Dataset entries:
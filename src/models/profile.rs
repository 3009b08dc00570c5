// SPDX-License-Identifier: MIT
// Copyright 2026 Roland Dreier <roland@rolandd.dev>

//! Profile updates expressed as a per-field merge.
//!
//! Every field follows the same rule: the incoming value wins if present,
//! otherwise the stored value is kept if present, otherwise the field's
//! default applies. "Present" means non-empty for text, non-zero for age
//! and non-null for settings, which matches how form clients send blanks
//! for fields they did not touch.

use super::user::{User, DEFAULT_GENDER, DEFAULT_USERNAME};
use base64::{engine::general_purpose::STANDARD as BASE64, Engine as _};

const DEFAULT_IMAGE_MIME: &str = "application/octet-stream";

/// Fields submitted with a profile update. `None` means "not sent".
#[derive(Debug, Clone, Default, PartialEq)]
pub struct ProfilePatch {
    pub username: Option<String>,
    pub about_me: Option<String>,
    pub gender: Option<String>,
    pub age: Option<u32>,
    pub settings: Option<serde_json::Value>,
}

/// An uploaded profile photo that passed moderation.
#[derive(Debug, Clone)]
pub struct UploadedImage {
    pub content_type: Option<String>,
    pub bytes: Vec<u8>,
}

impl UploadedImage {
    /// Encode as an inline `data:<mime>;base64,<payload>` URI.
    pub fn to_data_uri(&self) -> String {
        let mime = self
            .content_type
            .as_deref()
            .filter(|m| !m.is_empty())
            .unwrap_or(DEFAULT_IMAGE_MIME);
        format!("data:{};base64,{}", mime, BASE64.encode(&self.bytes))
    }
}

impl ProfilePatch {
    /// Merge this patch into `user`. Returns the updated profile; the input
    /// is left untouched so callers can compare before/after.
    pub fn apply(self, user: &User, image: Option<&UploadedImage>) -> User {
        let mut merged = user.clone();

        merged.username = pick(text(self.username), text(Some(user.username.clone())))
            .unwrap_or_else(|| DEFAULT_USERNAME.to_string());
        merged.about_me = pick(text(self.about_me), text(user.about_me.clone()));
        merged.gender = pick(text(self.gender), text(Some(user.gender.clone())))
            .unwrap_or_else(|| DEFAULT_GENDER.to_string());
        merged.age = pick(self.age.filter(|a| *a != 0), user.age.filter(|a| *a != 0));
        merged.settings = pick(
            self.settings.filter(|s| !s.is_null()),
            user.settings.clone(),
        );
        merged.profile_image = image
            .map(UploadedImage::to_data_uri)
            .or_else(|| user.profile_image.clone());
        merged.updated_at = chrono::Utc::now().to_rfc3339();

        merged
    }
}

fn pick<T>(incoming: Option<T>, existing: Option<T>) -> Option<T> {
    incoming.or(existing)
}

fn text(value: Option<String>) -> Option<String> {
    value.filter(|v| !v.is_empty())
}
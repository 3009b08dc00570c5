// SPDX-License-Identifier: MIT
// Copyright 2026 Roland Dreier <roland@rolandd.dev>

//! In-memory user store for local runs without Firestore and for tests.

use crate::db::UserStore;
use crate::error::AppError;
use crate::models::User;
use async_trait::async_trait;
use dashmap::mapref::entry::Entry;
use dashmap::DashMap;
use std::sync::Arc;

/// Process-local user store keyed by account ID. Clones share data.
#[derive(Clone, Default)]
pub struct MemoryDb {
    users: Arc<DashMap<String, User>>,
}

impl MemoryDb {
    pub fn new() -> Self {
        Self::default()
    }

    /// Get a user by account ID.
    pub fn get_user(&self, id: &str) -> Option<User> {
        self.users.get(id).map(|u| u.clone())
    }

    pub fn len(&self) -> usize {
        self.users.len()
    }

    pub fn is_empty(&self) -> bool {
        self.users.is_empty()
    }
}

#[async_trait]
impl UserStore for MemoryDb {
    async fn find_by_email(&self, email: &str) -> Result<Option<User>, AppError> {
        Ok(self
            .users
            .iter()
            .find(|entry| entry.value().email == email)
            .map(|entry| entry.value().clone()))
    }

    async fn create_user(&self, user: &User) -> Result<(), AppError> {
        match self.users.entry(user.id.clone()) {
            Entry::Occupied(_) => Err(AppError::Conflict),
            Entry::Vacant(slot) => {
                slot.insert(user.clone());
                Ok(())
            }
        }
    }

    async fn save_user(&self, user: &User) -> Result<(), AppError> {
        self.users.insert(user.id.clone(), user.clone());
        Ok(())
    }

    async fn delete_user(&self, id: &str) -> Result<(), AppError> {
        self.users.remove(id);
        Ok(())
    }
}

Try it: Reproduce every line in the data that has the word "crate" in it.

Response to this task:
use crate::db::UserStore;
use crate::error::AppError;
use crate::models::User;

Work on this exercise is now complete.